Entries supplied Start Marker

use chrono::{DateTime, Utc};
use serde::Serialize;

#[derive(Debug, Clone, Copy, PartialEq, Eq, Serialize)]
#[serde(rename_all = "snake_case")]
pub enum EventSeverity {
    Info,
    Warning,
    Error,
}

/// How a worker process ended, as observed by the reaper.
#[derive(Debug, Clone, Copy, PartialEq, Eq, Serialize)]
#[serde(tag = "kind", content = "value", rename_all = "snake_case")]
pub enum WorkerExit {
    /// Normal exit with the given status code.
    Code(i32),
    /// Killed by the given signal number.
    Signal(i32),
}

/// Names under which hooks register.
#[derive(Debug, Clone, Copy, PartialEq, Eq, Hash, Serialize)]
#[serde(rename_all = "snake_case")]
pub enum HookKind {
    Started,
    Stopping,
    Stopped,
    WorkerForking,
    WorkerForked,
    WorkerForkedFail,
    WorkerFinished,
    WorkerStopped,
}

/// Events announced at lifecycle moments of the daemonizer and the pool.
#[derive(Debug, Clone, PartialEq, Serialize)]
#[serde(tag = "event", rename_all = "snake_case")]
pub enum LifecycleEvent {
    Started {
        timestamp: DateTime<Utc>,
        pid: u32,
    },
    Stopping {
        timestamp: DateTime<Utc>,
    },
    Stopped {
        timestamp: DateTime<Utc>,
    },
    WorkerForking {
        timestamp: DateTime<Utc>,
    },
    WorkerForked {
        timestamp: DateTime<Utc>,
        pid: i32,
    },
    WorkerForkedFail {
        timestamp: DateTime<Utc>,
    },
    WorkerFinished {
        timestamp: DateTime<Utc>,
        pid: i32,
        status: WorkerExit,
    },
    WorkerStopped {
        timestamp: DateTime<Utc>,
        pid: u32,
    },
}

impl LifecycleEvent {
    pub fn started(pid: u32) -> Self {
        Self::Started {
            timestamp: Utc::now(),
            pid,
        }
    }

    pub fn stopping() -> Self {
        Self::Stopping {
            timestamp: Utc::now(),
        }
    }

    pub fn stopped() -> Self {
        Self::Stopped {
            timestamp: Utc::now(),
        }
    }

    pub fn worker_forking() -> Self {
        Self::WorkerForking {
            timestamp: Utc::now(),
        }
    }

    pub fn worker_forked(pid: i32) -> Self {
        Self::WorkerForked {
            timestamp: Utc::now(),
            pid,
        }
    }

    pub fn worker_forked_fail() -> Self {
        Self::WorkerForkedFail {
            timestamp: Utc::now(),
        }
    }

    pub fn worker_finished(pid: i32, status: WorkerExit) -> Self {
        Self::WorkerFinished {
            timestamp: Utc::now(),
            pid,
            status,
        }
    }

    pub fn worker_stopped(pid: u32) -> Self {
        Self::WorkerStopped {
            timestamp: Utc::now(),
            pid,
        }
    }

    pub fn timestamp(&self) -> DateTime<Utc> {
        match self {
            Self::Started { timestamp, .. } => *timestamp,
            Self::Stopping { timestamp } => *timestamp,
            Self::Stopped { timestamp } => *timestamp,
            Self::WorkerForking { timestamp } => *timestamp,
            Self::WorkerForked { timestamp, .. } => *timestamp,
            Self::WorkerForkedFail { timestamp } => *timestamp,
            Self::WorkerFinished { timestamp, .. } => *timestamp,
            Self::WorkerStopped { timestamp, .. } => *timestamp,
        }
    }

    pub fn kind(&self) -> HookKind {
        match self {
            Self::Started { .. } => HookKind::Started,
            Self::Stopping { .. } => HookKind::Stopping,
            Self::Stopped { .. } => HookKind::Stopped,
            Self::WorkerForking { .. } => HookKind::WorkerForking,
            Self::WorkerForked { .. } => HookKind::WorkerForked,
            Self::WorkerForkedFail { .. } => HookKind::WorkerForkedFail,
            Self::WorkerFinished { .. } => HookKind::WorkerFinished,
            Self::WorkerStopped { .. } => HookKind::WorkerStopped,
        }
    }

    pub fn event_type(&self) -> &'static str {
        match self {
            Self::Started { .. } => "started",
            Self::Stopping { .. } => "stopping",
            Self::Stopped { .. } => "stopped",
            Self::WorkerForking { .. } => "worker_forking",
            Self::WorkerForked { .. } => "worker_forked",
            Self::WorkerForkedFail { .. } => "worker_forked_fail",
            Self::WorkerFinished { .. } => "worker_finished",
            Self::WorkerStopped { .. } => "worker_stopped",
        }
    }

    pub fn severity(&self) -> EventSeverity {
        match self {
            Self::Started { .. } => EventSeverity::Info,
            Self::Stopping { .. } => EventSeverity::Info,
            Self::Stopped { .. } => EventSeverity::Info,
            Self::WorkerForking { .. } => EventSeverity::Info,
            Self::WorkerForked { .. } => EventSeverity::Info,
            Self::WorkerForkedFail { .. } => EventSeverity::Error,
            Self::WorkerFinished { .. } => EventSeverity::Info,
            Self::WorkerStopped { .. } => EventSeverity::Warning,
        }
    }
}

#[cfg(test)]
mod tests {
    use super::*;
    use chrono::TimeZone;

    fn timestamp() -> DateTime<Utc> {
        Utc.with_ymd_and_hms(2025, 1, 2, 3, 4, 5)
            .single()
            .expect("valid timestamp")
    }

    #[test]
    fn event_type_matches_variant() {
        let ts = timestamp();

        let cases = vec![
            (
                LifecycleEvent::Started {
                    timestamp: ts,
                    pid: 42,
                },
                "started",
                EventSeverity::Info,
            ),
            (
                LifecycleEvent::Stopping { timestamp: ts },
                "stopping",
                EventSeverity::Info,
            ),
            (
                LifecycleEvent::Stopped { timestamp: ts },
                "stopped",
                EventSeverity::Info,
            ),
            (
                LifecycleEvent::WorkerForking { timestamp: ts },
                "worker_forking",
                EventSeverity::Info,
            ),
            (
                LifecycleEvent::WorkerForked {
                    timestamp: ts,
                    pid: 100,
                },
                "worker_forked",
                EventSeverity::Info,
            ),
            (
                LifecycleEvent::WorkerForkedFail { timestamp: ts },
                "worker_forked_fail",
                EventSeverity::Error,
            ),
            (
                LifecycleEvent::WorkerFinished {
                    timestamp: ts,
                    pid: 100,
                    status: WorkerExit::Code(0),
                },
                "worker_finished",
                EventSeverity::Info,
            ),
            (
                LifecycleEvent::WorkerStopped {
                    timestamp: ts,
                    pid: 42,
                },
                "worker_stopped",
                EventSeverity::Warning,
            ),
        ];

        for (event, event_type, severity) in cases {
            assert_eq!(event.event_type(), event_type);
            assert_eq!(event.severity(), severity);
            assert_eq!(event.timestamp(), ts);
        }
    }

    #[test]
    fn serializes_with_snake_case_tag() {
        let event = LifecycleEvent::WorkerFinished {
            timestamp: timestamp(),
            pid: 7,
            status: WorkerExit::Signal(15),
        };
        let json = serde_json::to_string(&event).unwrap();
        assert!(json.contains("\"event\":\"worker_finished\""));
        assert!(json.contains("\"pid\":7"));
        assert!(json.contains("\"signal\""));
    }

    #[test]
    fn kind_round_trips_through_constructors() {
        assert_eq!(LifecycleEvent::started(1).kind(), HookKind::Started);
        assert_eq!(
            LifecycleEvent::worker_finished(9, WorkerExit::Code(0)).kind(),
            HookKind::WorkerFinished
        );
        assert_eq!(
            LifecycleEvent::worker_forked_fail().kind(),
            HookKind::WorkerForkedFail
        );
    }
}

Entries supplied End Marker

Exercise directions: Each record above is to be reproduced verbatim.

Answer box:
use chrono::{DateTime, Utc};
use serde::Serialize;

#[derive(Debug, Clone, Copy, PartialEq, Eq, Serialize)]
#[serde(rename_all = "snake_case")]
pub enum EventSeverity {
    Info,
    Warning,
    Error,
}

/// How a worker process ended, as observed by the reaper.
#[derive(Debug, Clone, Copy, PartialEq, Eq, Serialize)]
#[serde(tag = "kind", content = "value", rename_all = "snake_case")]
pub enum WorkerExit {
    /// Normal exit with the given status code.
    Code(i32),
    /// Killed by the given signal number.
    Signal(i32),
}

/// Names under which hooks register.
#[derive(Debug, Clone, Copy, PartialEq, Eq, Hash, Serialize)]
#[serde(rename_all = "snake_case")]
pub enum HookKind {
    Started,
    Stopping,
    Stopped,
    WorkerForking,
    WorkerForked,
    WorkerForkedFail,
    WorkerFinished,
    WorkerStopped,
}

/// Events announced at lifecycle moments of the daemonizer and the pool.
#[derive(Debug, Clone, PartialEq, Serialize)]
#[serde(tag = "event", rename_all = "snake_case")]
pub enum LifecycleEvent {
    Started {
        timestamp: DateTime<Utc>,
        pid: u32,
    },
    Stopping {
        timestamp: DateTime<Utc>,
    },
    Stopped {
        timestamp: DateTime<Utc>,
    },
    WorkerForking {
        timestamp: DateTime<Utc>,
    },
    WorkerForked {
        timestamp: DateTime<Utc>,
        pid: i32,
    },
    WorkerForkedFail {
        timestamp: DateTime<Utc>,
    },
    WorkerFinished {
        timestamp: DateTime<Utc>,
        pid: i32,
        status: WorkerExit,
    },
    WorkerStopped {
        timestamp: DateTime<Utc>,
        pid: u32,
    },
}

impl LifecycleEvent {
    pub fn started(pid: u32) -> Self {
        Self::Started {
            timestamp: Utc::now(),
            pid,
        }
    }

    pub fn stopping() -> Self {
        Self::Stopping {
            timestamp: Utc::now(),
        }
    }

    pub fn stopped() -> Self {
        Self::Stopped {
            timestamp: Utc::now(),
        }
    }

    pub fn worker_forking() -> Self {
        Self::WorkerForking {
            timestamp: Utc::now(),
        }
    }

    pub fn worker_forked(pid: i32) -> Self {
        Self::WorkerForked {
            timestamp: Utc::now(),
            pid,
        }
    }

    pub fn worker_forked_fail() -> Self {
        Self::WorkerForkedFail {
            timestamp: Utc::now(),
        }
    }

    pub fn worker_finished(pid: i32, status: WorkerExit) -> Self {
        Self::WorkerFinished {
            timestamp: Utc::now(),
            pid,
            status,
        }
    }

    pub fn worker_stopped(pid: u32) -> Self {
        Self::WorkerStopped {
            timestamp: Utc::now(),
            pid,
        }
    }

    pub fn timestamp(&self) -> DateTime<Utc> {
        match self {
            Self::Started { timestamp, .. } => *timestamp,
            Self::Stopping { timestamp } => *timestamp,
            Self::Stopped { timestamp } => *timestamp,
            Self::WorkerForking { timestamp } => *timestamp,
            Self::WorkerForked { timestamp, .. } => *timestamp,
            Self::WorkerForkedFail { timestamp } => *timestamp,
            Self::WorkerFinished { timestamp, .. } => *timestamp,
            Self::WorkerStopped { timestamp, .. } => *timestamp,
        }
    }

    pub fn kind(&self) -> HookKind {
        match self {
            Self::Started { .. } => HookKind::Started,
            Self::Stopping { .. } => HookKind::Stopping,
            Self::Stopped { .. } => HookKind::Stopped,
            Self::WorkerForking { .. } => HookKind::WorkerForking,
            Self::WorkerForked { .. } => HookKind::WorkerForked,
            Self::WorkerForkedFail { .. } => HookKind::WorkerForkedFail,
            Self::WorkerFinished { .. } => HookKind::WorkerFinished,
            Self::WorkerStopped { .. } => HookKind::WorkerStopped,
        }
    }

    pub fn event_type(&self) -> &'static str {
        match self {
            Self::Started { .. } => "started",
            Self::Stopping { .. } => "stopping",
            Self::Stopped { .. } => "stopped",
            Self::WorkerForking { .. } => "worker_forking",
            Self::WorkerForked { .. } => "worker_forked",
            Self::WorkerForkedFail { .. } => "worker_forked_fail",
            Self::WorkerFinished { .. } => "worker_finished",
            Self::WorkerStopped { .. } => "worker_stopped",
        }
    }

    pub fn severity(&self) -> EventSeverity {
        match self {
            Self::Started { .. } => EventSeverity::Info,
            Self::Stopping { .. } => EventSeverity::Info,
            Self::Stopped { .. } => EventSeverity::Info,
            Self::WorkerForking { .. } => EventSeverity::Info,
            Self::WorkerForked { .. } => EventSeverity::Info,
            Self::WorkerForkedFail { .. } => EventSeverity::Error,
            Self::WorkerFinished { .. } => EventSeverity::Info,
            Self::WorkerStopped { .. } => EventSeverity::Warning,
        }
    }
}

#[cfg(test)]
mod tests {
    use super::*;
    use chrono::TimeZone;

    fn timestamp() -> DateTime<Utc> {
        Utc.with_ymd_and_hms(2025, 1, 2, 3, 4, 5)
            .single()
            .expect("valid timestamp")
    }

    #[test]
    fn event_type_matches_variant() {
        let ts = timestamp();

        let cases = vec![
            (
                LifecycleEvent::Started {
                    timestamp: ts,
                    pid: 42,
                },
                "started",
                EventSeverity::Info,
            ),
            (
                LifecycleEvent::Stopping { timestamp: ts },
                "stopping",
                EventSeverity::Info,
            ),
            (
                LifecycleEvent::Stopped { timestamp: ts },
                "stopped",
                EventSeverity::Info,
            ),
            (
                LifecycleEvent::WorkerForking { timestamp: ts },
                "worker_forking",
                EventSeverity::Info,
            ),
            (
                LifecycleEvent::WorkerForked {
                    timestamp: ts,
                    pid: 100,
                },
                "worker_forked",
                EventSeverity::Info,
            ),
            (
                LifecycleEvent::WorkerForkedFail { timestamp: ts },
                "worker_forked_fail",
                EventSeverity::Error,
            ),
            (
                LifecycleEvent::WorkerFinished {
                    timestamp: ts,
                    pid: 100,
                    status: WorkerExit::Code(0),
                },
                "worker_finished",
                EventSeverity::Info,
            ),
            (
                LifecycleEvent::WorkerStopped {
                    timestamp: ts,
                    pid: 42,
                },
                "worker_stopped",
                EventSeverity::Warning,
            ),
        ];

        for (event, event_type, severity) in cases {
            assert_eq!(event.event_type(), event_type);
            assert_eq!(event.severity(), severity);
            assert_eq!(event.timestamp(), ts);
        }
    }

    #[test]
    fn serializes_with_snake_case_tag() {
        let event = LifecycleEvent::WorkerFinished {
            timestamp: timestamp(),
            pid: 7,
            status: WorkerExit::Signal(15),
        };
        let json = serde_json::to_string(&event).unwrap();
        assert!(json.contains("\"event\":\"worker_finished\""));
        assert!(json.contains("\"pid\":7"));
        assert!(json.contains("\"signal\""));
    }

    #[test]
    fn kind_round_trips_through_constructors() {
        assert_eq!(LifecycleEvent::started(1).kind(), HookKind::Started);
        assert_eq!(
            LifecycleEvent::worker_finished(9, WorkerExit::Code(0)).kind(),
            HookKind::WorkerFinished
        );
        assert_eq!(
            LifecycleEvent::worker_forked_fail().kind(),
            HookKind::WorkerForkedFail
        );
    }
}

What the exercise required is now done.